La frégate la Méduse échoue sur le banc d’Arguin. — Description de ce naufrage. — On construit un Radeau. — On jure de ne point abandonner ceux qui voudront s’y embarquer.



Le 2 juillet, à midi, l’on prit hauteur. M. Maudet, enseigne de quart, assura que nous étions sur le bord du banc d’Arguin. Le conseiller du capitaine lui dit qu’il répondait de tout, et qu’il n’y avait pas lieu de s’alarmer. Cependant les vents soufflaient toujours avec force, et nous poussaient de plus en plus sur l’écueil qui nous menaçait.
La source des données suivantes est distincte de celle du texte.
use std::fs;
use std::io::{self, IsTerminal, Read};
use std::sync::Arc;

use clap::{Parser, Subcommand};
use console::style;
use crossterm::{
    cursor::MoveTo,
    execute,
    terminal::{Clear, ClearType},
};
use dialoguer::{Select, theme::ColorfulTheme};
use spacedash_config::{
    DashConfigData, config_exists, get_config_value, load_config, open_in_editor,
    resolve_log_level, resolve_simple_output, resolve_track_url, resolve_url_prefix, save_config,
    set_config_value,
};
use spacedash_core::{DashError, DashResult, Track, format_duration};
use spacedash_dashboard::{CancelToken, CommsTab, Dashboard, FuelGauge};
use spacedash_music::{MockTrackResolver, TrackResolver, lookup};
use tracing::{Level, debug, info};
use tracing_subscriber::{EnvFilter, fmt};

#[derive(Subcommand, Debug)]
enum Commands {
    /// Resolve track URLs without drawing the dashboard
    Track {
        #[arg(long)]
        input: Option<String>,
        #[arg(value_name = "URL")]
        urls: Vec<String>,
    },
    /// Manage configuration
    Config {
        #[command(subcommand)]
        action: ConfigAction,
    },
}

#[derive(Subcommand, Debug)]
enum ConfigAction {
    /// Get a configuration value
    Get { key: String },
    /// Set a configuration value
    Set { key: String, value: String },
    /// List all configuration values
    List,
    /// Open config file in editor
    Edit,
}

#[derive(Debug, Parser)]
#[command(name = "spacedash")]
#[command(version, about = "Space exploration dashboard", long_about = None)]
struct Cli {
    /// Track URL for the current-track card
    #[arg(value_name = "URL")]
    url: Option<String>,
    /// Engage thrusters this many times before rendering
    #[arg(long, default_value_t = 0)]
    engage: u32,
    /// Communication tab to show (incoming or outgoing)
    #[arg(long)]
    tab: Option<String>,
    #[arg(long)]
    simple: bool,
    #[arg(long)]
    json: bool,
    #[arg(short, long)]
    interactive: bool,
    #[arg(long)]
    log_level: Option<String>,
    #[command(subcommand)]
    command: Option<Commands>,
}

#[tokio::main]
async fn main() {
    let cli = Cli::parse();

    // Config commands never touch logging or the resolver
    if let Some(Commands::Config { action }) = &cli.command {
        exit_on_error(handle_config_command(action));
        return;
    }

    let config = exit_on_error(load_config());
    ensure_config_file(&config);

    let level = cli
        .log_level
        .clone()
        .unwrap_or_else(|| resolve_log_level(&config));
    init_logging(&level);

    let resolver: Arc<dyn TrackResolver> =
        Arc::new(exit_on_error(MockTrackResolver::new(resolve_url_prefix(&config))));
    let simple = cli.simple || resolve_simple_output(&config).unwrap_or(false);

    match &cli.command {
        Some(Commands::Track { input, urls }) => {
            let urls = exit_on_error(gather_inputs(urls, input.as_deref()));
            if urls.is_empty() {
                eprintln!("{} no input URLs provided", style("Error:").red());
                std::process::exit(1);
            }
            let summary = run_track_lookups(resolver.as_ref(), &urls, simple, cli.json).await;
            if summary.all_failed() {
                std::process::exit(1);
            }
        }
        Some(Commands::Config { .. }) => unreachable!("handled above"),
        None => {
            let locator = cli
                .url
                .clone()
                .unwrap_or_else(|| resolve_track_url(&config));
            exit_on_error(run_dashboard(&cli, &config, resolver, locator, simple).await);
        }
    }
}

fn exit_on_error<T>(result: DashResult<T>) -> T {
    result.unwrap_or_else(|err| {
        eprintln!("{} {err}", style("Error:").red());
        std::process::exit(1);
    })
}

/// Writes the default config on first run so `config edit` has a file to open.
///
/// The notice goes to stderr so `--json` and `--simple` stdout stays clean.
fn ensure_config_file(config: &DashConfigData) {
    if config_exists().unwrap_or(true) {
        return;
    }
    if let Err(err) = save_config(config) {
        eprintln!("{} {err}", style("Warning:").yellow());
    } else {
        eprintln!(
            "{} Config file created at ~/.spacedash/config.toml",
            style("✓").green()
        );
    }
}

/// Initialize the logging subsystem.
fn init_logging(level: &str) {
    let level = match level.to_lowercase().as_str() {
        "trace" => Level::TRACE,
        "debug" => Level::DEBUG,
        "info" => Level::INFO,
        "error" => Level::ERROR,
        _ => Level::WARN,
    };

    let filter = EnvFilter::from_default_env().add_directive(level.into());

    fmt()
        .with_env_filter(filter)
        .with_target(false)
        .with_writer(io::stderr)
        .init();
}

async fn run_dashboard(
    cli: &Cli,
    config: &DashConfigData,
    resolver: Arc<dyn TrackResolver>,
    locator: String,
    simple: bool,
) -> DashResult<()> {
    let mission = &config.mission;
    let fuel = FuelGauge::new(
        mission.initial_fuel,
        mission.fuel_step,
        mission.low_fuel_threshold,
    );
    let mut dashboard = Dashboard::new(resolver, locator, fuel);

    if let Some(tab) = &cli.tab {
        dashboard.comms.select(tab.parse::<CommsTab>()?);
    }

    let cancel = CancelToken::new();
    let interrupt = cancel.clone();
    tokio::spawn(async move {
        if tokio::signal::ctrl_c().await.is_ok() {
            interrupt.cancel();
        }
    });

    info!(locator = dashboard.locator(), "loading track");
    if !dashboard.load_track(&cancel).await {
        eprintln!("{} track load cancelled", style("Warning:").yellow());
    }

    for _ in 0..cli.engage {
        let level = dashboard.engage_thrusters();
        debug!(level, "thrusters engaged");
    }

    if cli.json {
        return print_json(&dashboard.track.track());
    }
    if simple {
        println!("{}", format_simple(dashboard.track.track()));
        return Ok(());
    }
    if cli.interactive && io::stdout().is_terminal() {
        return run_interactive(&mut dashboard);
    }

    println!("{}", dashboard.render());
    Ok(())
}

fn run_interactive(dashboard: &mut Dashboard) -> DashResult<()> {
    let theme = ColorfulTheme::default();
    loop {
        execute!(io::stdout(), Clear(ClearType::All), MoveTo(0, 0))
            .map_err(|err| DashError::Render(format!("failed to clear screen: {err}")))?;
        println!("{}\n", dashboard.render());

        let switch_label = format!("Show {} messages", dashboard.comms.active().other().label());
        let items = ["Engage Thrusters", switch_label.as_str(), "Quit"];
        let selection = Select::with_theme(&theme)
            .with_prompt("Action")
            .items(&items)
            .default(0)
            .interact()
            .map_err(|err| DashError::InvalidInput(format!("selection failed: {err}")))?;

        match selection {
            0 => {
                dashboard.engage_thrusters();
            }
            1 => {
                let next = dashboard.comms.active().other();
                dashboard.comms.select(next);
            }
            _ => return Ok(()),
        }
    }
}

fn gather_inputs(args: &[String], input: Option<&str>) -> DashResult<Vec<String>> {
    let mut urls = args.to_vec();

    if let Some(path) = input {
        let content = fs::read_to_string(path)
            .map_err(|err| DashError::InvalidInput(format!("failed to read input file: {err}")))?;
        urls.extend(parse_lines(&content));
    }

    if urls.is_empty() && !io::stdin().is_terminal() {
        let mut buffer = String::new();
        io::stdin()
            .read_to_string(&mut buffer)
            .map_err(|err| DashError::InvalidInput(format!("failed to read stdin: {err}")))?;
        urls.extend(parse_lines(&buffer));
    }

    Ok(urls)
}

fn parse_lines(content: &str) -> Vec<String> {
    content
        .lines()
        .map(str::trim)
        .filter(|line| !line.is_empty())
        .map(|line| line.to_string())
        .collect()
}

#[derive(Debug, Default, Clone, Copy, PartialEq, Eq)]
struct LookupSummary {
    success: usize,
    failed: usize,
}

impl LookupSummary {
    fn all_failed(self) -> bool {
        self.failed > 0 && self.success == 0
    }
}

async fn run_track_lookups(
    resolver: &dyn TrackResolver,
    urls: &[String],
    simple: bool,
    json: bool,
) -> LookupSummary {
    let mut summary = LookupSummary::default();
    let mut found = Vec::new();

    for url in urls {
        match lookup(resolver, url).await {
            Some(track) => {
                summary.success += 1;
                if json {
                    found.push(track);
                } else if simple {
                    println!("{}", format_simple(Some(&track)));
                } else {
                    print_track(url, &track);
                }
            }
            None => {
                summary.failed += 1;
                eprintln!("{} {url}: track not found", style("Failed").red());
            }
        }
    }

    if json {
        if let Err(err) = print_json(&found) {
            eprintln!("{} {err}", style("Error:").red());
        }
        eprintln!("{}", format_summary(summary));
    } else {
        println!("{}", format_summary(summary));
    }
    summary
}

fn print_json<T: serde::Serialize + ?Sized>(value: &T) -> DashResult<()> {
    let text = serde_json::to_string_pretty(value)
        .map_err(|err| DashError::Render(format!("failed to encode json: {err}")))?;
    println!("{text}");
    Ok(())
}

fn print_track(url: &str, track: &Track) {
    println!("{} {}", style("Track:").cyan(), track.title);
    println!("  {} {url}", style("URL:").dim());
    println!("  {} {}", style("Artists:").dim(), track.artist_names());
    println!(
        "  {} {} • {}",
        style("Album:").dim(),
        track.album.title,
        format_duration(track.duration_ms)
    );
    println!("{} {}", style("Open:").green(), track.canonical_url);
    println!();
}

fn format_simple(track: Option<&Track>) -> String {
    match track {
        Some(track) => format!(
            "{} - {} ({}) {}",
            track.title,
            track.artist_names(),
            format_duration(track.duration_ms),
            track.canonical_url
        ),
        None => "Track Not Found".to_string(),
    }
}

fn format_summary(summary: LookupSummary) -> String {
    format!(
        "{} Total: {} | Success: {} | Failed: {}",
        style("Summary:").bold(),
        summary.success + summary.failed,
        summary.success,
        summary.failed
    )
}

fn handle_config_command(action: &ConfigAction) -> DashResult<()> {
    match action {
        ConfigAction::Get { key } => {
            let config = load_config()?;
            match get_config_value(&config, key) {
                Some(v) => println!("{} = {}", key, v),
                None => println!("{} = <null>", key),
            }
            Ok(())
        }
        ConfigAction::Set { key, value } => {
            set_config_value(key, value)?;
            println!("{} Set {} = {}", style("✓").green(), key, value);
            Ok(())
        }
        ConfigAction::List => {
            let config = load_config()?;
            println!("Current configuration:");
            println!("\n[track]");
            println!("url = {}", resolve_track_url(&config));
            println!("url_prefix = {}", resolve_url_prefix(&config));
            println!("\n[mission]");
            println!("initial_fuel = {}", config.mission.initial_fuel);
            println!("fuel_step = {}", config.mission.fuel_step);
            println!("low_fuel_threshold = {}", config.mission.low_fuel_threshold);
            println!("\n[output]");
            println!("simple = {}", config.output.simple.unwrap_or(false));
            println!("\n[logging]");
            println!("level = {}", resolve_log_level(&config));
            Ok(())
        }
        ConfigAction::Edit => open_in_editor(),
    }
}

#[cfg(test)]
mod tests {
    use spacedash_core::TrackId;

    use super::*;

    #[test]
    fn parse_lines_skips_blank_lines() {
        let lines = parse_lines("  https://a/track/x \n\n\t\nhttps://b/track/y\n");
        assert_eq!(lines, vec!["https://a/track/x", "https://b/track/y"]);
    }

    #[test]
    fn simple_output_for_missing_track() {
        assert_eq!(format_simple(None), "Track Not Found");
    }

    #[test]
    fn simple_output_for_track() {
        let rt = tokio::runtime::Runtime::new().unwrap();
        let track = rt
            .block_on(MockTrackResolver::default().resolve(&TrackId::new("abc").unwrap()))
            .unwrap();
        assert_eq!(
            format_simple(Some(&track)),
            "Sample Track - Sample Artist (3:00) https://open.spotify.com/track/abc"
        );
    }

    #[test]
    fn lookup_summary_flags_total_failure_only() {
        let rt = tokio::runtime::Runtime::new().unwrap();
        let resolver = MockTrackResolver::default();

        let urls = vec!["https://example.com/album/abc".to_string()];
        let summary = rt.block_on(run_track_lookups(&resolver, &urls, true, false));
        assert_eq!(summary, LookupSummary { success: 0, failed: 1 });
        assert!(summary.all_failed());

        let urls = vec![
            "https://example.com/album/abc".to_string(),
            "https://open.spotify.com/track/abc".to_string(),
        ];
        let summary = rt.block_on(run_track_lookups(&resolver, &urls, true, false));
        assert_eq!(summary, LookupSummary { success: 1, failed: 1 });
        assert!(!summary.all_failed());
        assert!(!LookupSummary::default().all_failed());
    }

    #[test]
    fn cli_parses_dashboard_flags() {
        let cli = Cli::parse_from(["spacedash", "--engage", "3", "--tab", "outgoing", "/track/x"]);
        assert_eq!(cli.engage, 3);
        assert_eq!(cli.tab.as_deref(), Some("outgoing"));
        assert_eq!(cli.url.as_deref(), Some("/track/x"));
        assert!(cli.command.is_none());
    }
}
Une espèce de stupeur s’empara alors de tous les esprits, et chacun garda un morne silence, quoi qu’on fût persuadé que nous devions toucher bientôt sur le banc. La couleur de l’eau était entièrement changée, ce qui fut remarqué même par les dames. Sur les trois heures de l’après midi étant par 19° 30′ latitude nord, et 19° 45′ longitude ouest, un cri général se fait entendre sur le pont. Chacun prétend voir rouler du sable au milieu des petites vagues qui s’élevaient. À l’instant M. le capitaine monte sur le tillac, et ordonne de sonder. La sonde donne dix-huit brasses ; puis jetée une seconde fois, elle ne donne plus que six brasses. Le capitaine reconnaissant enfin son erreur, n’hésite plus à faire changer de route ; mais il n’était plus temps. Une forte secousse nous avertit que la Frégate a touché. La terreur et la consternation se répandent aussitôt sur tous les visages. L’équipage reste immobile, les passagers sont atterrés. Au milieu de cette consternation générale, des cris de vengeance se font entendre. On veut jeter à la mer le principal auteur de notre perte ; mais des hommes généreux s’y opposent ; et en nous faisant espérer notre salut, ils tâchent de calmer l’irritation des esprits. La confusion était déjà si grande que M. Poinsignon, commandant la troupe, donne un vigoureux soufflet à ma sœur Caroline, croyant sans doute frapper un de ses soldats. Mon père était alors enseveli dans un profond sommeil, mais il ne tarde pas à s’éveiller. Les cris et le tumulte qu’il entend sur le pont, lui font pressentir notre malheur. Il y monte aussitôt, et adresse mille reproches à celui dont l’ignorance et la forfanterie nous étaient si funestes. On s’occupe cependant des moyens de nous tirer du danger. Les officiers, d’une voix altérée, donnent leurs ordres ; on croit voir à tout moment le bâtiment s’entrouvrir ; on travaille à le soulager. La mer est très-grosse, et le courant très-fort ; mais on perd beaucoup de tems à ne rien faire. On ne prend que des demi-mesures, et toutes malheureusement sont inutiles.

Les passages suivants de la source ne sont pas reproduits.